Work request = Among the entries below, how many lines include "BlogSummary"? Give the number alone.

Data =
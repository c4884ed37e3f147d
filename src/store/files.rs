//! Read-only store over a content directory.
//!
//! ```text
//! {content_dir}/{lang}/content.json         {"key": "value", ...}
//! {content_dir}/{lang}/projects.json        [Project, ...]
//! {content_dir}/{lang}/papers.json          [Paper, ...]
//! {content_dir}/{lang}/blog/{page}.md       YAML front matter + markdown body
//! {content_dir}/{lang}/galleries/{name}.json GalleryFile
//! ```
//!
//! Files are read on every request. A missing file reads as an empty table.

use async_trait::async_trait;
use chrono::{DateTime, NaiveDate, Utc};
use serde::de::DeserializeOwned;
use serde::Deserialize;
use std::collections::BTreeMap;
use std::io::ErrorKind;
use std::path::{Path, PathBuf};

use crate::models::blog::sort_newest_first;
use crate::models::{
    BlogPost, BlogSummary, ContentEntry, GallerySummary, Paper, Photo, Project,
};
use crate::store::gallery::GalleryFile;
use crate::store::{ContentStore, StoreError, StoreResult};

const FRONT_MATTER_DELIMITER: &str = "---";

pub struct FileStore {
    root: PathBuf,
}

impl FileStore {
    pub fn new(root: impl Into<PathBuf>) -> Self {
        Self { root: root.into() }
    }

    /// `{root}/{language}/{parts..}`, or `None` if any segment could escape the root.
    fn path(&self, language: &str, parts: &[&str]) -> Option<PathBuf> {
        if !is_safe_segment(language) || !parts.iter().all(|p| is_safe_segment(p)) {
            return None;
        }
        let mut path = self.root.join(language);
        path.extend(parts);
        Some(path)
    }

    async fn read_json<T: DeserializeOwned + Default>(&self, path: &Path) -> StoreResult<T> {
        let Some(raw) = read_optional(path).await? else {
            return Ok(T::default());
        };
        serde_json::from_str(&raw).map_err(|source| StoreError::Json {
            path: path.display().to_string(),
            source,
        })
    }

    async fn read_gallery(&self, path: &Path) -> StoreResult<Option<GalleryFile>> {
        let Some(raw) = read_optional(path).await? else {
            return Ok(None);
        };
        serde_json::from_str(&raw)
            .map(Some)
            .map_err(|source| StoreError::Json {
                path: path.display().to_string(),
                source,
            })
    }

    /// Gallery files of one language as `(stem, file)`, sorted by stem.
    async fn gallery_files(&self, language: &str) -> StoreResult<Vec<(String, GalleryFile)>> {
        let Some(dir) = self.path(language, &["galleries"]) else {
            return Ok(Vec::new());
        };
        let mut galleries = Vec::new();
        for (stem, path) in list_files(&dir, "json").await? {
            if let Some(gallery) = self.read_gallery(&path).await? {
                galleries.push((stem, gallery));
            }
        }
        galleries.sort_by(|a, b| a.0.cmp(&b.0));
        Ok(galleries)
    }

    async fn blog_files(&self, language: &str) -> StoreResult<Vec<BlogPost>> {
        let Some(dir) = self.path(language, &["blog"]) else {
            return Ok(Vec::new());
        };
        let mut posts = Vec::new();
        for (stem, path) in list_files(&dir, "md").await? {
            let raw = tokio::fs::read_to_string(&path).await?;
            posts.push(parse_blog_post(&raw, &stem, language, &path)?);
        }
        Ok(posts)
    }

    async fn languages(&self) -> StoreResult<Vec<String>> {
        let mut entries = match tokio::fs::read_dir(&self.root).await {
            Ok(entries) => entries,
            Err(e) if e.kind() == ErrorKind::NotFound => return Ok(Vec::new()),
            Err(e) => return Err(e.into()),
        };
        let mut languages = Vec::new();
        while let Some(entry) = entries.next_entry().await? {
            if entry.file_type().await?.is_dir() {
                if let Some(name) = entry.file_name().to_str() {
                    languages.push(name.to_string());
                }
            }
        }
        languages.sort();
        Ok(languages)
    }
}

#[async_trait]
impl ContentStore for FileStore {
    async fn content_entry(&self, language: &str, key: &str) -> StoreResult<Option<ContentEntry>> {
        let entries = self.content_entries(language).await?;
        Ok(entries.into_iter().find(|c| c.key == key))
    }

    async fn content_entries(&self, language: &str) -> StoreResult<Vec<ContentEntry>> {
        let Some(path) = self.path(language, &["content.json"]) else {
            return Ok(Vec::new());
        };
        let values: BTreeMap<String, String> = self.read_json(&path).await?;
        Ok(values
            .into_iter()
            .map(|(key, value)| ContentEntry {
                id: None,
                language: language.to_string(),
                key,
                value,
            })
            .collect())
    }

    async fn projects(&self, language: &str) -> StoreResult<Vec<Project>> {
        let Some(path) = self.path(language, &["projects.json"]) else {
            return Ok(Vec::new());
        };
        let mut projects: Vec<Project> = self.read_json(&path).await?;
        for project in &mut projects {
            project.language = language.to_string();
        }
        projects.sort_by_key(|p| p.display_order);
        Ok(projects)
    }

    async fn project(&self, id: i32, language: &str) -> StoreResult<Option<Project>> {
        let projects = self.projects(language).await?;
        Ok(projects.into_iter().find(|p| p.id == id))
    }

    async fn papers(&self, language: &str) -> StoreResult<Vec<Paper>> {
        let Some(path) = self.path(language, &["papers.json"]) else {
            return Ok(Vec::new());
        };
        let mut papers: Vec<Paper> = self.read_json(&path).await?;
        for paper in &mut papers {
            paper.language = language.to_string();
        }
        papers.sort_by(|a, b| b.year.cmp(&a.year));
        Ok(papers)
    }

    async fn paper(&self, id: i32, language: &str) -> StoreResult<Option<Paper>> {
        let papers = self.papers(language).await?;
        Ok(papers.into_iter().find(|p| p.id == id))
    }

    async fn blog_posts(&self, language: &str) -> StoreResult<Vec<BlogSummary>> {
        let posts = self.blog_files(language).await?;
        let mut summaries: Vec<BlogSummary> = posts.iter().map(BlogSummary::from).collect();
        sort_newest_first(&mut summaries);
        Ok(summaries)
    }

    async fn blog_post(&self, page_name: &str, language: &str) -> StoreResult<Option<BlogPost>> {
        let file_name = format!("{page_name}.md");
        let Some(path) = self.path(language, &["blog", file_name.as_str()]) else {
            return Ok(None);
        };
        match read_optional(&path).await? {
            Some(raw) => parse_blog_post(&raw, page_name, language, &path).map(Some),
            None => Ok(None),
        }
    }

    async fn galleries(&self, language: &str) -> StoreResult<Vec<GallerySummary>> {
        let galleries = self.gallery_files(language).await?;
        Ok(galleries
            .iter()
            .map(|(stem, gallery)| gallery.summary(stem))
            .collect())
    }

    async fn gallery_photos(&self, gallery_name: &str, language: &str) -> StoreResult<Vec<Photo>> {
        let file_name = format!("{gallery_name}.json");
        let Some(path) = self.path(language, &["galleries", file_name.as_str()]) else {
            return Ok(Vec::new());
        };
        Ok(self
            .read_gallery(&path)
            .await?
            .map(|gallery| gallery.into_photos(gallery_name, language))
            .unwrap_or_default())
    }

    async fn photo(&self, id: i32) -> StoreResult<Option<Photo>> {
        for language in self.languages().await? {
            for (stem, gallery) in self.gallery_files(&language).await? {
                if let Some(photo) = gallery
                    .into_photos(&stem, &language)
                    .into_iter()
                    .find(|p| p.id == id)
                {
                    return Ok(Some(photo));
                }
            }
        }
        Ok(None)
    }
}

/// A single path component with no way to climb out of its parent.
pub fn is_safe_segment(segment: &str) -> bool {
    !segment.is_empty()
        && segment != "."
        && !segment.contains("..")
        && !segment.contains(['/', '\\', '\0'])
}

async fn read_optional(path: &Path) -> StoreResult<Option<String>> {
    match tokio::fs::read_to_string(path).await {
        Ok(raw) => Ok(Some(raw)),
        Err(e) if e.kind() == ErrorKind::NotFound => Ok(None),
        Err(e) => Err(e.into()),
    }
}

/// Regular files in `dir` with `extension`, as `(stem, path)`.
async fn list_files(dir: &Path, extension: &str) -> StoreResult<Vec<(String, PathBuf)>> {
    let mut entries = match tokio::fs::read_dir(dir).await {
        Ok(entries) => entries,
        Err(e) if e.kind() == ErrorKind::NotFound => return Ok(Vec::new()),
        Err(e) => return Err(e.into()),
    };

    let mut files = Vec::new();
    while let Some(entry) = entries.next_entry().await? {
        let path = entry.path();
        if !entry.file_type().await?.is_file()
            || path.extension().and_then(|e| e.to_str()) != Some(extension)
        {
            continue;
        }
        if let Some(stem) = path.file_stem().and_then(|s| s.to_str()) {
            files.push((stem.to_string(), path.clone()));
        }
    }
    Ok(files)
}

#[derive(Debug, Default, Deserialize)]
struct FrontMatter {
    title: Option<String>,
    created_at: Option<String>,
    updated_at: Option<String>,
    date: Option<String>,
}

fn parse_blog_post(raw: &str, page_name: &str, language: &str, path: &Path) -> StoreResult<BlogPost> {
    let front_matter_error = |message: String| StoreError::FrontMatter {
        path: path.display().to_string(),
        message,
    };

    let (meta, body) = split_front_matter(raw);
    let meta: FrontMatter = match meta {
        Some(yaml) if !yaml.trim().is_empty() => {
            serde_yaml::from_str(yaml).map_err(|e| front_matter_error(e.to_string()))?
        }
        _ => FrontMatter::default(),
    };

    let parse = |field: &str, value: &Option<String>| -> StoreResult<Option<DateTime<Utc>>> {
        match value {
            Some(v) => parse_timestamp(v)
                .map(Some)
                .ok_or_else(|| front_matter_error(format!("invalid {field} '{v}'"))),
            None => Ok(None),
        }
    };
    let created_at = parse("created_at", &meta.created_at.or(meta.date))?;
    let updated_at = parse("updated_at", &meta.updated_at)?.or(created_at);

    Ok(BlogPost {
        id: None,
        language: language.to_string(),
        page_name: page_name.to_string(),
        title: meta.title.unwrap_or_else(|| page_name.to_string()),
        content: body.trim_start().to_string(),
        created_at,
        updated_at,
    })
}

/// Split `---\n{yaml}\n---\n{body}`. Text without an opening delimiter is all body.
fn split_front_matter(raw: &str) -> (Option<&str>, &str) {
    let Some(rest) = raw
        .strip_prefix(FRONT_MATTER_DELIMITER)
        .and_then(|r| r.strip_prefix('\n').or_else(|| r.strip_prefix("\r\n")))
    else {
        return (None, raw);
    };

    let mut offset = 0;
    for line in rest.split_inclusive('\n') {
        if line.trim_end() == FRONT_MATTER_DELIMITER {
            return (Some(&rest[..offset]), &rest[offset + line.len()..]);
        }
        offset += line.len();
    }
    (None, raw)
}

/// RFC 3339, or a bare `YYYY-MM-DD` taken as midnight UTC.
fn parse_timestamp(value: &str) -> Option<DateTime<Utc>> {
    if let Ok(ts) = DateTime::parse_from_rfc3339(value) {
        return Some(ts.with_timezone(&Utc));
    }
    NaiveDate::parse_from_str(value, "%Y-%m-%d")
        .ok()
        .and_then(|d| d.and_hms_opt(0, 0, 0))
        .map(|dt| dt.and_utc())
}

Answer area = 3